In fact, I would argue that it is impossible to study evolution through a genetic marker such as the 16S gene (except in the rare case when you study evolution of the 16S gene itself). Instead, the only thing we could assess using a marker gene is how the copy number of the different gene variants change over time (or space, or conditions). The copy number tells us about the species composition of the community at a given time, which can be used to measure successional changes. However, evolutionary changes would require heritable changes in the characteristics of biological populations, i.e. that their genetic material change in some way. Unless that change happens in the marker gene of choice, we cannot measure it, and the alterations of composition we measure will only reflect differences in species abundances. These differences might have arisen from genetic (i.e. evolutionary) changes, but we cannot assess that.

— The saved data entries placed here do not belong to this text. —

//! Tests for the sliding-window rate limiter, using tokio's paused clock.

use std::sync::Arc;
use std::time::Duration;

use tokio::time::Instant;

use nse_market_rs::Throttle;

#[tokio::test(start_paused = true)]
async fn burst_within_ceiling_does_not_wait() {
    let throttle = Throttle::new(3);
    let start = Instant::now();

    for _ in 0..3 {
        throttle.wait().await;
    }

    assert_eq!(start.elapsed(), Duration::ZERO);
}

#[tokio::test(start_paused = true)]
async fn fourth_call_waits_for_the_window() {
    let throttle = Throttle::new(3);
    let start = Instant::now();

    for _ in 0..4 {
        throttle.wait().await;
    }

    // The fourth call must wait until the first slot ages out of the
    // one-second window.
    assert!(start.elapsed() >= Duration::from_secs(1));
    assert!(start.elapsed() < Duration::from_secs(2));
}

#[tokio::test(start_paused = true)]
async fn slots_free_up_after_the_window_passes() {
    let throttle = Throttle::new(2);

    throttle.wait().await;
    throttle.wait().await;

    tokio::time::advance(Duration::from_millis(1100)).await;

    let start = Instant::now();
    throttle.wait().await;
    assert_eq!(start.elapsed(), Duration::ZERO);
}

#[tokio::test(start_paused = true)]
async fn shared_throttle_counts_all_callers() {
    let throttle = Arc::new(Throttle::new(2));
    let start = Instant::now();

    // Two "clients" issuing alternately against one throttle: four calls
    // at a ceiling of 2/s need at least one full window of waiting.
    let a = throttle.clone();
    let b = throttle.clone();
    a.wait().await;
    b.wait().await;
    a.wait().await;
    b.wait().await;

    assert!(start.elapsed() >= Duration::from_secs(1));
}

What are we studying with metagenomics?

This brings us to the next problem, which is not only a problem of semantics and me getting annoyed, but a problem with real implications. What are we really studying using metagenomics? When we apply an environmental sequencing approach to a microbial community, we get a snapshot of the genetic material at a given time and site; at specific conditions. Usually, we aim to characterize the community from a taxonomic or functional perspective, and we often have some other community which we want to compare to. However, if we only collect data from different communities at one time point, or if we only study a community before and after exposure, we have no way of telling if differences stem from selective pressures or from more a random succession progress. As most microbial habitats are not as well studied as the human gut, we know little about microbial community assembly and succession.

Also, in ecology a disturbance to a particular community is generally considered as a starting point for a new succession process. This process may, or may not, return the community to the same stable state. However, if the disturbance was of permanent nature, the new community will have to adapt to the new conditions, and the stable state will likely not have the same species distribution. Such an adaption could be caused by genetic changes (which would clearly be an evolutionary process), or by simple replacement of sensitive species with tolerant ones. The latter would be a selective process, but not necessarily an evolutionary one. If the selection does not alter the genetic material within the species, but only the species composition, I would argue that this is also a case of succession.

Complications with resistance

This complicates the work with metagenomic data. If we study antibiotic resistance genes, and say that bacteria in an environment have evolved antibiotic resistance, we base that assertion on that genes responsible for resistance have either evolved within the present bacteria, or have (more likely) been transferred into the genomes of the bacteria via horizontal gene transfer. However, if the resistance profile we see is simply caused by a replacement of sensitive species with resistant ones, we have not really discovered something new evolving, but are only witnessing spread of already resistant bacteria. In the gut, this would be a problem by itself, but say that we do the same study in the open environment. We already know that environmental bacteria have contained resistance genes for ages, so the real threat to human health here would be a spread from naturally resistant bacteria to human pathogens. However, as mentioned earlier, without extremely well thought-through methodology we cannot really see such transmissions of resistance genes. Here, the search for mobile elements, and large-scale takes on community composition vs. resistance profiles in contaminated and non-polluted areas can play a huge role in shedding light on the question of spreading. However, this will require larger and better planned experiments using metagenomics than what is generally performed at the moment. The questions of microbial community assembly, dispersal, succession and adaption are still largely unanswered, and our metagenomic and environmental sequencing approaches have just started to tinker around with the lid of the jar.